* _What the task asks_
Output the records, every one, exactly as given.

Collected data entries
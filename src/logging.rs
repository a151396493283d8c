use anyhow::{Context, Result};
use std::fs::File;
use std::path::Path;
use std::sync::Mutex;
use tracing_subscriber::{EnvFilter, fmt, layer::SubscriberExt, util::SubscriberInitExt};

/// Where log output goes.
#[derive(Debug, Clone, Copy, PartialEq, Eq)]
pub enum LogTarget<'a> {
    /// One-shot mode
    Stderr,
    /// Interactive mode with `--log-file`
    File { path: &'a Path, json: bool },
    /// Interactive mode without a log file; the terminal belongs to the UI
    Off,
}

/// Filter used when `RUST_LOG` is unset.
pub fn default_directive(verbose: bool) -> &'static str {
    if verbose {
        "storefront_search=debug"
    } else {
        "storefront_search=info"
    }
}

pub fn init_tracing(target: LogTarget<'_>, verbose: bool) -> Result<()> {
    let filter = || {
        EnvFilter::try_from_default_env().unwrap_or_else(|_| default_directive(verbose).into())
    };

    match target {
        LogTarget::Off => {}
        LogTarget::Stderr => {
            tracing_subscriber::registry()
                .with(filter())
                .with(fmt::layer().with_writer(std::io::stderr))
                .init();
        }
        LogTarget::File { path, json } => {
            let file = File::create(path)
                .with_context(|| format!("failed to create log file {}", path.display()))?;
            let layer = fmt::layer().with_writer(Mutex::new(file)).with_ansi(false);
            if json {
                tracing_subscriber::registry()
                    .with(filter())
                    .with(layer.json())
                    .init();
            } else {
                tracing_subscriber::registry()
                    .with(filter())
                    .with(layer)
                    .init();
            }
        }
    }
    Ok(())
}
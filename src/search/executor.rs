use crate::config::{SearchConfig, expand_endpoint};
use crate::schemas::catalog::{extract_records, merge, normalize_records};
use crate::search::source::SourceClient;
use crate::suggest::domain::models::{Domain, ResultItem};
use std::sync::Arc;
use std::time::Instant;
use tracing::{debug, info, warn};

/// Runs one query against both content domains.
///
/// Each domain walks its candidate endpoints in priority order and stops at
/// the first one that answers with a list. A domain whose candidates all fail
/// contributes nothing; it never blocks or fails the other domain.
#[derive(Clone)]
pub struct QueryExecutor {
    source: Arc<dyn SourceClient>,
    product_endpoints: Vec<String>,
    service_endpoints: Vec<String>,
}

impl QueryExecutor {
    pub fn new(source: Arc<dyn SourceClient>, config: &SearchConfig) -> Self {
        Self {
            source,
            product_endpoints: config.product_endpoints.clone(),
            service_endpoints: config.service_endpoints.clone(),
        }
    }

    fn endpoints(&self, domain: Domain) -> &[String] {
        match domain {
            Domain::Product => &self.product_endpoints,
            Domain::Service => &self.service_endpoints,
        }
    }

    /// Query both domains concurrently; product items first, then services.
    pub async fn execute(&self, query: &str) -> Vec<ResultItem> {
        let start = Instant::now();
        let (products, services) = futures::join!(
            self.query_domain(Domain::Product, query),
            self.query_domain(Domain::Service, query)
        );

        info!(
            query,
            products = products.len(),
            services = services.len(),
            elapsed_ms = start.elapsed().as_millis() as u64,
            "search completed"
        );
        merge(products, services)
    }

    pub async fn query_domain(&self, domain: Domain, query: &str) -> Vec<ResultItem> {
        for (rank, template) in self.endpoints(domain).iter().enumerate() {
            let path = expand_endpoint(template, query);
            match self.source.fetch(&path).await {
                Ok(body) => match extract_records(&body) {
                    Some(records) => {
                        debug!(%domain, rank, %path, records = records.len(), "candidate answered");
                        return normalize_records(domain, records);
                    }
                    None => {
                        debug!(%domain, rank, %path, "candidate body holds no list, trying next");
                    }
                },
                Err(e) => {
                    debug!(%domain, rank, %path, error = %e, "candidate failed, trying next");
                }
            }
        }

        warn!(%domain, query, "every candidate endpoint failed; no results from this domain");
        Vec::new()
    }
}
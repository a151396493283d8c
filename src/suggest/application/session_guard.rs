use crate::suggest::domain::models::SessionToken;

/// Generation counter deciding which in-flight search may touch the state.
///
/// Only the most recently issued token is current; results carrying any
/// other token must be dropped without mutating anything.
#[derive(Debug, Default)]
pub struct SessionGuard {
    current: u64,
}

impl SessionGuard {
    pub fn new() -> Self {
        Self { current: 0 }
    }

    /// Mint a token strictly greater than every previous one and make it current.
    pub fn begin_session(&mut self) -> SessionToken {
        self.current += 1;
        SessionToken(self.current)
    }

    /// Advance the generation without dispatching, orphaning whatever is in flight.
    pub fn supersede(&mut self) {
        self.current += 1;
    }

    pub fn is_current(&self, token: SessionToken) -> bool {
        token.0 == self.current
    }

    pub fn current(&self) -> u64 {
        self.current
    }
}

* _Response to the exercise_
filename src/logging.rs
repository a151396493283d8c
use anyhow::{Context, Result};
use std::fs::File;
use std::path::Path;
use std::sync::Mutex;
use tracing_subscriber::{EnvFilter, fmt, layer::SubscriberExt, util::SubscriberInitExt};

/// Where log output goes.
#[derive(Debug, Clone, Copy, PartialEq, Eq)]
pub enum LogTarget<'a> {
    /// One-shot mode
    Stderr,
    /// Interactive mode with `--log-file`
    File { path: &'a Path, json: bool },
    /// Interactive mode without a log file; the terminal belongs to the UI
    Off,
}

/// Filter used when `RUST_LOG` is unset.
pub fn default_directive(verbose: bool) -> &'static str {
    if verbose {
        "storefront_search=debug"
    } else {
        "storefront_search=info"
    }
}

pub fn init_tracing(target: LogTarget<'_>, verbose: bool) -> Result<()> {
    let filter = || {
        EnvFilter::try_from_default_env().unwrap_or_else(|_| default_directive(verbose).into())
    };

    match target {
        LogTarget::Off => {}
        LogTarget::Stderr => {
            tracing_subscriber::registry()
                .with(filter())
                .with(fmt::layer().with_writer(std::io::stderr))
                .init();
        }
        LogTarget::File { path, json } => {
            let file = File::create(path)
                .with_context(|| format!("failed to create log file {}", path.display()))?;
            let layer = fmt::layer().with_writer(Mutex::new(file)).with_ansi(false);
            if json {
                tracing_subscriber::registry()
                    .with(filter())
                    .with(layer.json())
                    .init();
            } else {
                tracing_subscriber::registry()
                    .with(filter())
                    .with(layer)
                    .init();
            }
        }
    }
    Ok(())
}
filename src/search/executor.rs
use crate::config::{SearchConfig, expand_endpoint};
use crate::schemas::catalog::{extract_records, merge, normalize_records};
use crate::search::source::SourceClient;
use crate::suggest::domain::models::{Domain, ResultItem};
use std::sync::Arc;
use std::time::Instant;
use tracing::{debug, info, warn};

/// Runs one query against both content domains.
///
/// Each domain walks its candidate endpoints in priority order and stops at
/// the first one that answers with a list. A domain whose candidates all fail
/// contributes nothing; it never blocks or fails the other domain.
#[derive(Clone)]
pub struct QueryExecutor {
    source: Arc<dyn SourceClient>,
    product_endpoints: Vec<String>,
    service_endpoints: Vec<String>,
}

impl QueryExecutor {
    pub fn new(source: Arc<dyn SourceClient>, config: &SearchConfig) -> Self {
        Self {
            source,
            product_endpoints: config.product_endpoints.clone(),
            service_endpoints: config.service_endpoints.clone(),
        }
    }

    fn endpoints(&self, domain: Domain) -> &[String] {
        match domain {
            Domain::Product => &self.product_endpoints,
            Domain::Service => &self.service_endpoints,
        }
    }

    /// Query both domains concurrently; product items first, then services.
    pub async fn execute(&self, query: &str) -> Vec<ResultItem> {
        let start = Instant::now();
        let (products, services) = futures::join!(
            self.query_domain(Domain::Product, query),
            self.query_domain(Domain::Service, query)
        );

        info!(
            query,
            products = products.len(),
            services = services.len(),
            elapsed_ms = start.elapsed().as_millis() as u64,
            "search completed"
        );
        merge(products, services)
    }

    pub async fn query_domain(&self, domain: Domain, query: &str) -> Vec<ResultItem> {
        for (rank, template) in self.endpoints(domain).iter().enumerate() {
            let path = expand_endpoint(template, query);
            match self.source.fetch(&path).await {
                Ok(body) => match extract_records(&body) {
                    Some(records) => {
                        debug!(%domain, rank, %path, records = records.len(), "candidate answered");
                        return normalize_records(domain, records);
                    }
                    None => {
                        debug!(%domain, rank, %path, "candidate body holds no list, trying next");
                    }
                },
                Err(e) => {
                    debug!(%domain, rank, %path, error = %e, "candidate failed, trying next");
                }
            }
        }

        warn!(%domain, query, "every candidate endpoint failed; no results from this domain");
        Vec::new()
    }
}
repository a151396493283d8c
filename src/suggest/application/session_guard.rs
use crate::suggest::domain::models::SessionToken;

/// Generation counter deciding which in-flight search may touch the state.
///
/// Only the most recently issued token is current; results carrying any
/// other token must be dropped without mutating anything.
#[derive(Debug, Default)]
pub struct SessionGuard {
    current: u64,
}

impl SessionGuard {
    pub fn new() -> Self {
        Self { current: 0 }
    }

    /// Mint a token strictly greater than every previous one and make it current.
    pub fn begin_session(&mut self) -> SessionToken {
        self.current += 1;
        SessionToken(self.current)
    }

    /// Advance the generation without dispatching, orphaning whatever is in flight.
    pub fn supersede(&mut self) {
        self.current += 1;
    }

    pub fn is_current(&self, token: SessionToken) -> bool {
        token.0 == self.current
    }

    pub fn current(&self) -> u64 {
        self.current
    }
}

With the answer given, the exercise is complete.